The movie swung from stupid to silly to incomprehensible, and she wondered if it would make more sense to someone who’d seen the first Exorcist. (Pat had snuck into a theater to see it and pronounced it “hilarious.”) The plot employed some kind of hypnosis machine made of Frankenstein wires and suction cups, which appeared to allow two or three people to have the same dream. When he wasn’t on-screen, she tried to concentrate on the other actors, to catch bits of business, interesting decisions. Sometimes, when she watched his films, she’d think about how she would’ve played a particular scene across from him—as she instructed her students: to notice the choices the actors made. Louise Fletcher was in this movie, and Debra marveled at her easy proficiency. Now there was an interesting career, Louise Fletcher’s. Dee could have had that kind of career—maybe.
“We can leave if you want,” P.E. Steve whispered.
“What? No. Why?”
“You keep scoffing.”
“Do I? I’m sorry.”
The rest of the movie she sat quietly, with her hands in her lap, watching as he struggled through ridiculous scenes, trying to find something to do with this drek. A few times, she did see bits of his old power crack through, the slight trill in that smooth voice overcoming his boozy diction.
They were quiet walking to the car. (Steve: That was . . . interesting. Debra: Mmm.) On the way home she stared out her window, lost in thought. She replayed her conversation with Pat earlier, wondering if she hadn’t missed some important opening. What if she’d just come out and told him: Oh, by the way, I’m on my way to see a movie starring your real father—but could she imagine a scenario in which that information helped Pat? What was he going to do? Go play catch with Richard Burton?
“I hope you didn’t pick that movie on purpose,” said P.E. Steve.
“What?” She squirmed in the seat. “I’m sorry?”
“Well, just that it’s hard to ask someone out for a second date after a movie like that. Like asking someone to go on another cruise after the Titanic.”
She laughed, but it was hollow. She pretended, to herself, that she went to all of his movies and kept an eye on his career because of Pat—in case it made sense to tell him one day. But she could never tell him; she knew that.
So, if it wasn’t for Pat, why did she still go to the movies—and sit there like a spy watching him destroy himself, daydreaming herself into supporting roles, never the Liz parts, always Louise Fletcher?
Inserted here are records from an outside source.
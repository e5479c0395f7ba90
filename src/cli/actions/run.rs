use crate::cli::actions::{login, serve, verify, Action};
use anyhow::Result;

/// Execute the provided action.
// Single dispatch point for all CLI actions.
/// # Errors
/// Returns an error if the action fails.
pub async fn execute(action: Action) -> Result<()> {
    match action {
        Action::Login(args) => login::execute(args).await,
        Action::Verify(args) => verify::execute(args).await,
        Action::Serve(args) => serve::execute(args).await,
    }
}
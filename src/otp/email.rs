//! Address checks and masking for the address a code was sent to.

use regex::Regex;

const MASK: char = '*';

/// Loose shape check: something, `@`, something with a dot.
#[must_use]
pub fn valid_email(email: &str) -> bool {
    Regex::new(r"^[^@\s]+@[^@\s]+\.[^@\s]+$").is_ok_and(|re| re.is_match(email))
}

/// Masks the local part of an email address, keeping the domain readable.
///
/// `user@example.com` becomes `u**r@example.com`. Short local parts never reveal
/// every character: two characters keep only the first (`ab@x.com` ->
/// `a*@x.com`), one character is fully masked (`a@x.com` -> `*@x.com`). Input
/// without a usable local part is masked entirely.
#[must_use]
pub fn mask_email(email: &str) -> String {
    let Some((local, domain)) = email.split_once('@') else {
        return mask_all(email);
    };

    let chars: Vec<char> = local.chars().collect();
    let masked_local: String = match chars.as_slice() {
        [] => return mask_all(email),
        [_] => MASK.to_string(),
        [first, _] => [*first, MASK].iter().collect(),
        [first, middle @ .., last] => std::iter::once(*first)
            .chain(middle.iter().map(|_| MASK))
            .chain(std::iter::once(*last))
            .collect(),
    };

    format!("{masked_local}@{domain}")
}

fn mask_all(value: &str) -> String {
    value.chars().map(|_| MASK).collect()
}

#[cfg(test)]
mod tests {
    use super::{mask_email, valid_email};

    #[test]
    fn valid_email_accepts_common_addresses() {
        assert!(valid_email("user@example.com"));
        assert!(valid_email("a.b+c@sub.example.io"));
    }

    #[test]
    fn valid_email_rejects_malformed_addresses() {
        for email in ["", "user", "user@", "@example.com", "user@example", "us er@example.com"] {
            assert!(!valid_email(email), "accepted {email:?}");
        }
    }

    #[test]
    fn masks_middle_of_local_part() {
        assert_eq!(mask_email("user@example.com"), "u**r@example.com");
        assert_eq!(mask_email("abc@x.com"), "a*c@x.com");
        assert_eq!(
            mask_email("accounts.payable@invoicepro.io"),
            "a**************e@invoicepro.io"
        );
    }

    #[test]
    fn two_character_local_part_keeps_first() {
        assert_eq!(mask_email("ab@x.com"), "a*@x.com");
    }

    #[test]
    fn one_character_local_part_is_fully_masked() {
        assert_eq!(mask_email("a@x.com"), "*@x.com");
    }

    #[test]
    fn missing_local_part_or_separator_masks_everything() {
        assert_eq!(mask_email("@x.com"), "******");
        assert_eq!(mask_email("nobody"), "******");
        assert_eq!(mask_email(""), "");
    }

    #[test]
    fn counts_characters_not_bytes() {
        assert_eq!(mask_email("ñandú@x.com"), "ñ***ú@x.com");
    }
}
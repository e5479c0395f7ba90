//! One-time-code email verification.
//!
//! The leaf modules hold plain state (cells, timer, status); [`screen`] composes
//! them and [`flow`] drives a screen against the verification and issuance
//! services.

pub mod cells;
pub mod email;
pub mod flow;
pub mod resend;
pub mod screen;
pub mod timer;
pub mod verification;

pub use self::{
    cells::{CodeCells, FocusCursor, CODE_LENGTH},
    email::{mask_email, valid_email},
    flow::{FlowExit, Input, OtpFlow, Render},
    resend::ResendStatus,
    screen::{Notice, OtpScreen, ScreenView},
    timer::{format_mm_ss, ExpiryTimer, DEFAULT_TTL_SECONDS},
    verification::{OtpError, VerificationStatus},
};
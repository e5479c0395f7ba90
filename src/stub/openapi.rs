use super::handlers::{self, ErrorBody, Health, LoginBody};
use crate::service::{LoginResponse, ResendRequest, ResendResponse, VerifyRequest, VerifyResponse};
use axum::response::Json;
use utoipa::OpenApi;

#[derive(OpenApi)]
#[openapi(
    paths(handlers::health, handlers::verify, handlers::resend, handlers::login),
    components(schemas(
        Health,
        ErrorBody,
        LoginBody,
        LoginResponse,
        ResendRequest,
        ResendResponse,
        VerifyRequest,
        VerifyResponse
    )),
    tags(
        (name = "otp", description = "One-time code verification"),
        (name = "auth", description = "Credential check"),
        (name = "health", description = "Liveness")
    )
)]
pub struct ApiDoc;

/// Document with the package metadata as `info`.
#[must_use]
pub fn openapi() -> utoipa::openapi::OpenApi {
    let mut doc = ApiDoc::openapi();
    doc.info.title = env!("CARGO_PKG_NAME").to_string();
    doc.info.version = env!("CARGO_PKG_VERSION").to_string();
    doc.info.description = Some(env!("CARGO_PKG_DESCRIPTION").to_string());
    doc
}

pub async fn openapi_json() -> Json<utoipa::openapi::OpenApi> {
    Json(openapi())
}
Although it was never her, of course, not Debra Moore the high school drama and Italian teacher, but the woman she’d tried to create all those years ago, Dee Moray—as if she’d cleaved herself in two, Debra coming back to Seattle, Dee waking up in that tiny hotel on the Italian coast and getting sweet, shy Pasquale to take her to Switzerland, where she would do what they’d wanted, trade a baby for a career, and it was that career she still fantasized about—after twenty-six movies and countless plays, the veteran finally gets a supporting actress nomination—
In the bucket seat of P.E. Steve’s Duster, Debra sighed. God, she was pathetic—a schoolgirl forever singing into hairbrushes.
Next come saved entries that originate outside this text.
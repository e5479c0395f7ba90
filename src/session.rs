//! Result of a completed access flow.
//!
//! The flow keeps no global auth state. On success it hands this value back to
//! the caller, which decides where the session lives.

use secrecy::SecretString;

#[derive(Clone, Debug)]
pub struct AuthSession {
    /// Address that proved ownership with a code.
    pub email: String,
    /// Session token issued by the verification service, if any.
    pub session_token: Option<SecretString>,
}

impl AuthSession {
    #[must_use]
    pub fn new(email: impl Into<String>, session_token: Option<String>) -> Self {
        Self {
            email: email.into(),
            session_token: session_token.map(SecretString::from),
        }
    }

    #[must_use]
    pub fn has_token(&self) -> bool {
        self.session_token.is_some()
    }
}
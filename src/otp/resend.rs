//! Resend gating.

pub const RESENT_MESSAGE: &str = "New OTP has been sent to your email!";

/// Snapshot of the resend affordance.
#[derive(Clone, Copy, Debug, Default, PartialEq, Eq)]
pub struct ResendStatus {
    /// Mirrors timer expiry.
    pub allowed: bool,
    pub in_flight: bool,
}

impl ResendStatus {
    /// The resend link is clickable.
    #[must_use]
    pub fn can_resend(self) -> bool {
        self.allowed && !self.in_flight
    }
}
“You okay?” P.E. Steve said. “It’s like you’re fifty miles away.”
“I’m sorry.” She looked over and squeezed his arm. “I had this weird conversation with Pat before I left. I guess I’m still upset about it.”
“You want to talk about it?”
She almost laughed at the idea—confessing the whole thing to Pat’s P.E. teacher. “Thanks,” she said. “But no.” Steve went back to driving and Debra wondered if such a man’s matter-of-fact ease could still have some effect on the fifteen-year-old Pat, or if it was too late for all of that.